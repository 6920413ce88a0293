//! GeoJSON output for scored points.
//!
//! Every point becomes a `Point` feature whose properties always carry
//! `weight` and `ts`, plus source-specific fields.

use std::io::Write;
use std::path::Path;

use anyhow::Result;
use chrono::{DateTime, SecondsFormat, Utc};
use geojson::{Feature, FeatureCollection, Geometry, JsonObject, Value};
use serde_json::json;
use tracing::debug;

use crate::model::{Coordinate, EntityAttributes, NormalizedEntity};

/// A weighted point ready for output.
#[derive(Debug, Clone, PartialEq)]
pub struct ScoredPoint {
    pub coordinate: Coordinate,
    pub weight: f64,
    pub properties: JsonObject,
    pub captured_at: DateTime<Utc>,
}

impl ScoredPoint {
    pub fn new(entity: &NormalizedEntity, weight: f64) -> Self {
        let mut properties = JsonObject::new();
        match &entity.attributes {
            EntityAttributes::Vehicle(v) => {
                properties.insert("speed".into(), json!(v.speed));
                properties.insert("bearing".into(), json!(v.bearing));
                properties.insert("route_id".into(), json!(v.route_id));
                properties.insert("vehicle_id".into(), json!(v.vehicle_id));
            }
            EntityAttributes::Site(s) => {
                properties.insert("name".into(), json!(s.name));
                properties.insert("site_id".into(), json!(s.site_id));
                properties.insert("departures".into(), json!(s.departures.len()));
            }
        }

        Self {
            coordinate: entity.coordinate,
            weight,
            properties,
            captured_at: entity.captured_at,
        }
    }
}

/// Collects features in insertion order.
#[derive(Debug, Default)]
pub struct FeatureCollectionBuilder {
    features: Vec<Feature>,
}

impl FeatureCollectionBuilder {
    pub fn with_capacity(capacity: usize) -> Self {
        Self {
            features: Vec::with_capacity(capacity),
        }
    }

    pub fn push(&mut self, point: &ScoredPoint) -> &mut Self {
        let mut properties = point.properties.clone();
        properties.insert("weight".into(), json!(point.weight));
        properties.insert(
            "ts".into(),
            json!(point.captured_at.to_rfc3339_opts(SecondsFormat::Millis, true)),
        );

        self.features.push(Feature {
            bbox: None,
            geometry: Some(Geometry::new(Value::Point(vec![
                point.coordinate.lon,
                point.coordinate.lat,
            ]))),
            id: None,
            properties: Some(properties),
            foreign_members: None,
        });
        self
    }

    pub fn len(&self) -> usize {
        self.features.len()
    }

    pub fn is_empty(&self) -> bool {
        self.features.is_empty()
    }

    pub fn build(self) -> FeatureCollection {
        FeatureCollection {
            bbox: None,
            features: self.features,
            foreign_members: None,
        }
    }
}

/// Writes the collection as JSON to stdout.
pub fn print_json(collection: &FeatureCollection) -> Result<()> {
    let mut stdout = std::io::stdout().lock();
    serde_json::to_writer(&mut stdout, collection)?;
    writeln!(stdout)?;
    Ok(())
}

/// Writes the collection as JSON to `path`, replacing any existing file.
pub fn write_json(path: &Path, collection: &FeatureCollection) -> Result<()> {
    debug!(
        path = %path.display(),
        features = collection.features.len(),
        "Writing feature collection"
    );
    let file = std::fs::File::create(path)?;
    let mut writer = std::io::BufWriter::new(file);
    serde_json::to_writer(&mut writer, collection)?;
    writer.flush()?;
    Ok(())
}
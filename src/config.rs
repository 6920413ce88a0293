//! Static startup configuration.
//!
//! Every field defaults to the Stockholm deployment, so a config file only
//! needs to list what it overrides:
//!
//! ```json
//! {
//!   "source": "departures",
//!   "departures": { "hubs": ["T-Centralen", "Slussen"], "concurrency": 2 }
//! }
//! ```
//!
//! The API key is never read from the file; it comes from `GTFS_KEY`.

use std::fmt;
use std::path::Path;

use chrono_tz::Tz;
use serde::{Deserialize, Serialize};

use crate::error::PipelineError;
use crate::fetch::RetryPolicy;
use crate::fetch::auth::FeedAuth;
use crate::geo::BoundingBox;
use crate::scoring::ScoringConfig;

/// Environment variable holding the vehicle feed API key.
pub const API_KEY_ENV: &str = "GTFS_KEY";

/// Placeholder substituted with a site id in [`DepartureBoardConfig::departures_url`].
pub const SITE_ID_PLACEHOLDER: &str = "{site_id}";

/// Which production feed the pipeline reads.
#[derive(Debug, Clone, Copy, PartialEq, Eq, Default, Serialize, Deserialize, clap::ValueEnum)]
#[serde(rename_all = "snake_case")]
pub enum SourceKind {
    /// Vehicle positions from the GTFS-RT feed.
    #[default]
    Vehicles,
    /// Crowding estimates from hub departure boards.
    Departures,
}

/// An API key that never shows up in `Debug` output.
#[derive(Clone, PartialEq, Eq)]
pub struct ApiSecret(String);

impl ApiSecret {
    pub fn expose(&self) -> &str {
        &self.0
    }
}

impl fmt::Debug for ApiSecret {
    fn fmt(&self, f: &mut fmt::Formatter<'_>) -> fmt::Result {
        f.write_str("ApiSecret(***)")
    }
}

#[derive(Debug, Clone, Serialize, Deserialize)]
#[serde(default)]
pub struct RegionConfig {
    pub bbox: BoundingBox,
    /// Zone in which departure-board clock times are read.
    pub timezone: Tz,
}

impl Default for RegionConfig {
    fn default() -> Self {
        Self {
            bbox: BoundingBox::stockholm(),
            timezone: chrono_tz::Europe::Stockholm,
        }
    }
}

#[derive(Debug, Clone, Serialize, Deserialize)]
#[serde(default)]
pub struct VehicleFeedConfig {
    pub url: String,
    pub auth: FeedAuth,
    /// Upper bound on emitted features; larger sets are thinned.
    pub max_features: usize,
}

impl Default for VehicleFeedConfig {
    fn default() -> Self {
        Self {
            url: "https://opendata.samtrafiken.se/gtfs-rt/sweden/VehiclePositions.pb".to_string(),
            auth: FeedAuth::default(),
            max_features: 1500,
        }
    }
}

#[derive(Debug, Clone, Serialize, Deserialize)]
#[serde(default)]
pub struct DepartureBoardConfig {
    pub sites_url: String,
    /// Per-site departures URL containing [`SITE_ID_PLACEHOLDER`].
    pub departures_url: String,
    /// Sites whose name contains any of these (case-insensitive) are hubs.
    pub hubs: Vec<String>,
    /// Maximum number of departure requests in flight.
    pub concurrency: usize,
    pub scoring: ScoringConfig,
}

impl DepartureBoardConfig {
    pub fn departures_url_for(&self, site_id: &str) -> String {
        self.departures_url.replace(SITE_ID_PLACEHOLDER, site_id)
    }
}

impl Default for DepartureBoardConfig {
    fn default() -> Self {
        Self {
            sites_url: "https://transport.integration.sl.se/v1/sites?expand=true".to_string(),
            departures_url: "https://transport.integration.sl.se/v1/sites/{site_id}/departures"
                .to_string(),
            hubs: [
                "T-Centralen",
                "Slussen",
                "Odenplan",
                "Fridhemsplan",
                "Gullmarsplan",
                "Liljeholmen",
                "Tekniska högskolan",
                "Medborgarplatsen",
            ]
            .into_iter()
            .map(String::from)
            .collect(),
            concurrency: 4,
            scoring: ScoringConfig::default(),
        }
    }
}

#[derive(Debug, Clone, Serialize, Deserialize)]
#[serde(default)]
pub struct HttpConfig {
    pub timeout_secs: u64,
    pub connect_timeout_secs: u64,
    /// Budget for one whole invocation when served over HTTP.
    pub request_deadline_secs: u64,
    pub retry: RetryPolicy,
}

impl Default for HttpConfig {
    fn default() -> Self {
        Self {
            timeout_secs: 30,
            connect_timeout_secs: 10,
            request_deadline_secs: 25,
            retry: RetryPolicy::default(),
        }
    }
}

#[derive(Debug, Clone, Default, Serialize, Deserialize)]
#[serde(default)]
pub struct HeatConfig {
    pub source: SourceKind,
    pub region: RegionConfig,
    pub vehicles: VehicleFeedConfig,
    pub departures: DepartureBoardConfig,
    pub http: HttpConfig,
    #[serde(skip)]
    pub api_key: Option<ApiSecret>,
}

impl HeatConfig {
    /// Loads the config file at `path` (or defaults) and the API key from
    /// the environment, then validates the settings.
    ///
    /// # Errors
    ///
    /// [`PipelineError::Configuration`] if the file cannot be read or parsed
    /// or a setting is out of range.
    pub fn load(path: Option<&Path>) -> Result<Self, PipelineError> {
        let config = match path {
            Some(path) => Self::from_file(path)?,
            None => Self::default(),
        };
        let key = std::env::var(API_KEY_ENV).ok();
        let config = match key {
            Some(key) => config.with_api_key(key),
            None => config,
        };
        config.validate()?;
        Ok(config)
    }

    pub fn from_file(path: &Path) -> Result<Self, PipelineError> {
        let content = std::fs::read_to_string(path).map_err(|e| {
            PipelineError::configuration(format!("cannot read {}: {e}", path.display()))
        })?;
        serde_json::from_str(&content).map_err(|e| {
            PipelineError::configuration(format!("invalid config {}: {e}", path.display()))
        })
    }

    pub fn with_api_key(mut self, key: impl Into<String>) -> Self {
        let key = key.into();
        self.api_key = (!key.is_empty()).then_some(ApiSecret(key));
        self
    }

    pub fn api_key(&self) -> Option<&str> {
        self.api_key.as_ref().map(ApiSecret::expose)
    }

    /// Checks that every tunable is in range.
    pub fn validate(&self) -> Result<(), PipelineError> {
        if !self.region.bbox.is_valid() {
            return Err(PipelineError::configuration(
                "region.bbox must be finite with min < max on both axes",
            ));
        }

        let scoring = &self.departures.scoring;
        if !(scoring.horizon_minutes.is_finite() && scoring.horizon_minutes > 0.0) {
            return Err(PipelineError::configuration(
                "departures.scoring.horizon_minutes must be positive",
            ));
        }
        if !(scoring.divisor.is_finite() && scoring.divisor > 0.0) {
            return Err(PipelineError::configuration(
                "departures.scoring.divisor must be positive",
            ));
        }
        if !(0.0..=1.0).contains(&scoring.floor) {
            return Err(PipelineError::configuration(
                "departures.scoring.floor must be within [0, 1]",
            ));
        }
        if self.departures.concurrency == 0 {
            return Err(PipelineError::configuration(
                "departures.concurrency must be at least 1",
            ));
        }
        if self.source == SourceKind::Departures && self.departures.hubs.is_empty() {
            return Err(PipelineError::configuration(
                "departures.hubs must name at least one hub",
            ));
        }
        // A blank name is a substring of every site name.
        if self.departures.hubs.iter().any(|h| h.trim().is_empty()) {
            return Err(PipelineError::configuration(
                "departures.hubs must not contain blank names",
            ));
        }
        if self.http.timeout_secs == 0 || self.http.connect_timeout_secs == 0 {
            return Err(PipelineError::configuration(
                "http timeouts must be at least one second",
            ));
        }
        if self.http.request_deadline_secs == 0 {
            return Err(PipelineError::configuration(
                "http.request_deadline_secs must be at least one second",
            ));
        }

        Ok(())
    }

    /// Checks that the selected source has the secrets it needs.
    pub fn require_credentials(&self) -> Result<(), PipelineError> {
        if self.source == SourceKind::Vehicles
            && self.vehicles.auth.requires_auth()
            && self.api_key().is_none()
        {
            return Err(PipelineError::configuration(format!(
                "{API_KEY_ENV} must be set for the vehicle feed"
            )));
        }
        Ok(())
    }
}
================
**AIM OF THE TASK**
Out of the material above, output word for word the line with "feed API key.", the line with "the GTFS-RT feed.", and all lines between them, with nothing else.

**FINAL ANSWER**
/// Environment variable holding the vehicle feed API key.
pub const API_KEY_ENV: &str = "GTFS_KEY";

/// Placeholder substituted with a site id in [`DepartureBoardConfig::departures_url`].
pub const SITE_ID_PLACEHOLDER: &str = "{site_id}";

/// Which production feed the pipeline reads.
#[derive(Debug, Clone, Copy, PartialEq, Eq, Default, Serialize, Deserialize, clap::ValueEnum)]
#[serde(rename_all = "snake_case")]
pub enum SourceKind {
    /// Vehicle positions from the GTFS-RT feed.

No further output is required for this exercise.